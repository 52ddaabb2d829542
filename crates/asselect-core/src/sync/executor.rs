//! File operations executor

use std::fs;
use std::io;
use std::path::Path;

use anyhow::Context;
use filetime::FileTime;
use walkdir::WalkDir;

use super::SyncResult;
use super::actions::SyncAction;
use crate::error::Result;
use crate::session_log::SessionLog;

/// Executes sync actions against the filesystem.
///
/// Every action re-checks its origin right before acting: a file that vanished
/// after detection is counted as skipped, not as an error.
pub struct FileOperationExecutor<'a> {
    log: Option<&'a dyn SessionLog>,
}

impl<'a> FileOperationExecutor<'a> {
    /// Create an executor. Applied actions are recorded to `log` when given.
    #[must_use]
    pub const fn new(log: Option<&'a dyn SessionLog>) -> Self {
        Self { log }
    }

    /// Execute a sync action
    ///
    /// # Errors
    ///
    /// Returns an error if the file operation fails for any reason other than
    /// the file having disappeared.
    pub fn execute(&self, action: &SyncAction, result: &mut SyncResult) -> Result<()> {
        match action {
            SyncAction::Create { from, to } | SyncAction::Update { from, to } => {
                if !from.exists() {
                    tracing::debug!(path = %from.display(), "working file vanished, skipping");
                    result.skipped += 1;
                    return Ok(());
                }

                if let Err(e) = Self::copy_file(from, to) {
                    if is_vanished(&e) {
                        result.skipped += 1;
                        return Ok(());
                    }
                    return Err(e);
                }

                if matches!(action, SyncAction::Create { .. }) {
                    result.created += 1;
                } else {
                    result.updated += 1;
                }
                self.record(action.label(), from, Some(to));
            }
            SyncAction::Delete { path } => {
                if !path.exists() {
                    result.skipped += 1;
                    return Ok(());
                }

                match fs::remove_file(path) {
                    Ok(()) => {}
                    Err(e) if e.kind() == io::ErrorKind::NotFound => {
                        result.skipped += 1;
                        return Ok(());
                    }
                    Err(e) => {
                        return Err(e)
                            .with_context(|| format!("Failed to delete {}", path.display()));
                    }
                }

                result.deleted += 1;
                self.record(action.label(), path, None);
            }
        }
        Ok(())
    }

    fn record(&self, label: &str, source: &Path, target: Option<&Path>) {
        if let Some(log) = self.log {
            log.file_operation(label, source, target);
        }
    }

    /// Copy a file, creating parent directories and preserving its
    /// modification time
    ///
    /// # Errors
    ///
    /// Returns an error if the directory, the copy or the timestamp fails.
    pub fn copy_file(source: &Path, dest: &Path) -> Result<()> {
        if let Some(parent) = dest.parent() {
            fs::create_dir_all(parent)
                .with_context(|| format!("Failed to create directory: {}", parent.display()))?;
        }

        fs::copy(source, dest).with_context(|| {
            format!("Failed to copy {} to {}", source.display(), dest.display())
        })?;

        let metadata = fs::metadata(source)
            .with_context(|| format!("Failed to read metadata: {}", source.display()))?;
        filetime::set_file_mtime(dest, FileTime::from_last_modification_time(&metadata))
            .with_context(|| format!("Failed to set modification time: {}", dest.display()))?;

        Ok(())
    }

    /// Recursively copy a directory tree. Symbolic links are skipped.
    /// Returns the number of files copied.
    ///
    /// # Errors
    ///
    /// Returns an error on the first entry that cannot be read or copied.
    pub fn copy_directory(source: &Path, dest: &Path) -> Result<usize> {
        fs::create_dir_all(dest)
            .with_context(|| format!("Failed to create directory: {}", dest.display()))?;

        let mut copied = 0;
        for entry in WalkDir::new(source).follow_links(false).min_depth(1) {
            let entry = entry
                .with_context(|| format!("Failed to read entry under {}", source.display()))?;
            let rel_path = entry
                .path()
                .strip_prefix(source)
                .with_context(|| format!("Failed to strip prefix from {}", entry.path().display()))?;
            let target = dest.join(rel_path);

            if entry.file_type().is_dir() {
                fs::create_dir_all(&target)
                    .with_context(|| format!("Failed to create directory: {}", target.display()))?;
            } else if entry.file_type().is_file() {
                Self::copy_file(entry.path(), &target)?;
                copied += 1;
            }
        }

        Ok(copied)
    }

    /// Recursively copy a directory tree, carrying on past entries that
    /// vanish or fail. Symbolic links are skipped. `before_copy` runs right
    /// before each file is copied.
    ///
    /// # Errors
    ///
    /// Returns an error only if `dest` itself cannot be created.
    pub fn copy_directory_lenient(
        source: &Path,
        dest: &Path,
        mut before_copy: impl FnMut(&Path),
    ) -> Result<TreeCopy> {
        fs::create_dir_all(dest)
            .with_context(|| format!("Failed to create directory: {}", dest.display()))?;

        let mut report = TreeCopy::default();
        for entry in WalkDir::new(source).follow_links(false).min_depth(1) {
            let entry = match entry {
                Ok(entry) => entry,
                Err(e) => {
                    if e.io_error().is_some_and(|io| io.kind() == io::ErrorKind::NotFound) {
                        report.skipped += 1;
                    } else {
                        report.fail(format!("Failed to read entry under {}: {e}", source.display()));
                    }
                    continue;
                }
            };
            let Ok(rel_path) = entry.path().strip_prefix(source) else {
                continue;
            };
            let target = dest.join(rel_path);

            if entry.file_type().is_dir() {
                if let Err(e) = fs::create_dir_all(&target) {
                    report.fail(format!("Failed to create directory {}: {e}", target.display()));
                }
            } else if entry.file_type().is_file() {
                before_copy(entry.path());
                match Self::copy_file(entry.path(), &target) {
                    Ok(()) => report.copied += 1,
                    Err(e) if is_vanished(&e) => {
                        tracing::debug!(path = %entry.path().display(), "file vanished during copy, skipping");
                        report.skipped += 1;
                    }
                    Err(e) => report.fail(format!("{e:#}")),
                }
            }
        }

        Ok(report)
    }
}

/// Outcome of a best-effort tree copy
#[derive(Debug, Clone, Default, PartialEq, Eq)]
pub struct TreeCopy {
    /// Files copied
    pub copied: usize,
    /// Files that vanished before they could be copied
    pub skipped: usize,
    /// Entries that could not be read or copied
    pub errors: Vec<String>,
}

impl TreeCopy {
    fn fail(&mut self, message: String) {
        tracing::warn!("{message}");
        self.errors.push(message);
    }
}

/// Whether an operation failed only because its file is gone
fn is_vanished(error: &anyhow::Error) -> bool {
    error
        .root_cause()
        .downcast_ref::<io::Error>()
        .is_some_and(|e| e.kind() == io::ErrorKind::NotFound)
}
//! Settings and application configuration persistence
//!
//! This module handles:
//! - Auto-sync settings with range validation
//! - TOML persistence with fall-back to defaults
//! - Config directory discovery with an explicit override
//! - The studio registry and project root chosen by the user

mod app;
mod discovery;
mod store;
mod types;
mod validation;


pub use app::AppConfig;
pub use discovery::{ConfigDiscovery, ConfigPaths};
pub use store::SettingsStore;
pub use types::SyncSettings;
pub use validation::SettingsValidator;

Aim of the exercise: Return every line above that contains the word "target".

Reply:
    fn record(&self, label: &str, source: &Path, target: Option<&Path>) {
            log.file_operation(label, source, target);
            let target = dest.join(rel_path);
                fs::create_dir_all(&target)
                    .with_context(|| format!("Failed to create directory: {}", target.display()))?;
                Self::copy_file(entry.path(), &target)?;
            let target = dest.join(rel_path);
                if let Err(e) = fs::create_dir_all(&target) {
                    report.fail(format!("Failed to create directory {}: {e}", target.display()));
                match Self::copy_file(entry.path(), &target) {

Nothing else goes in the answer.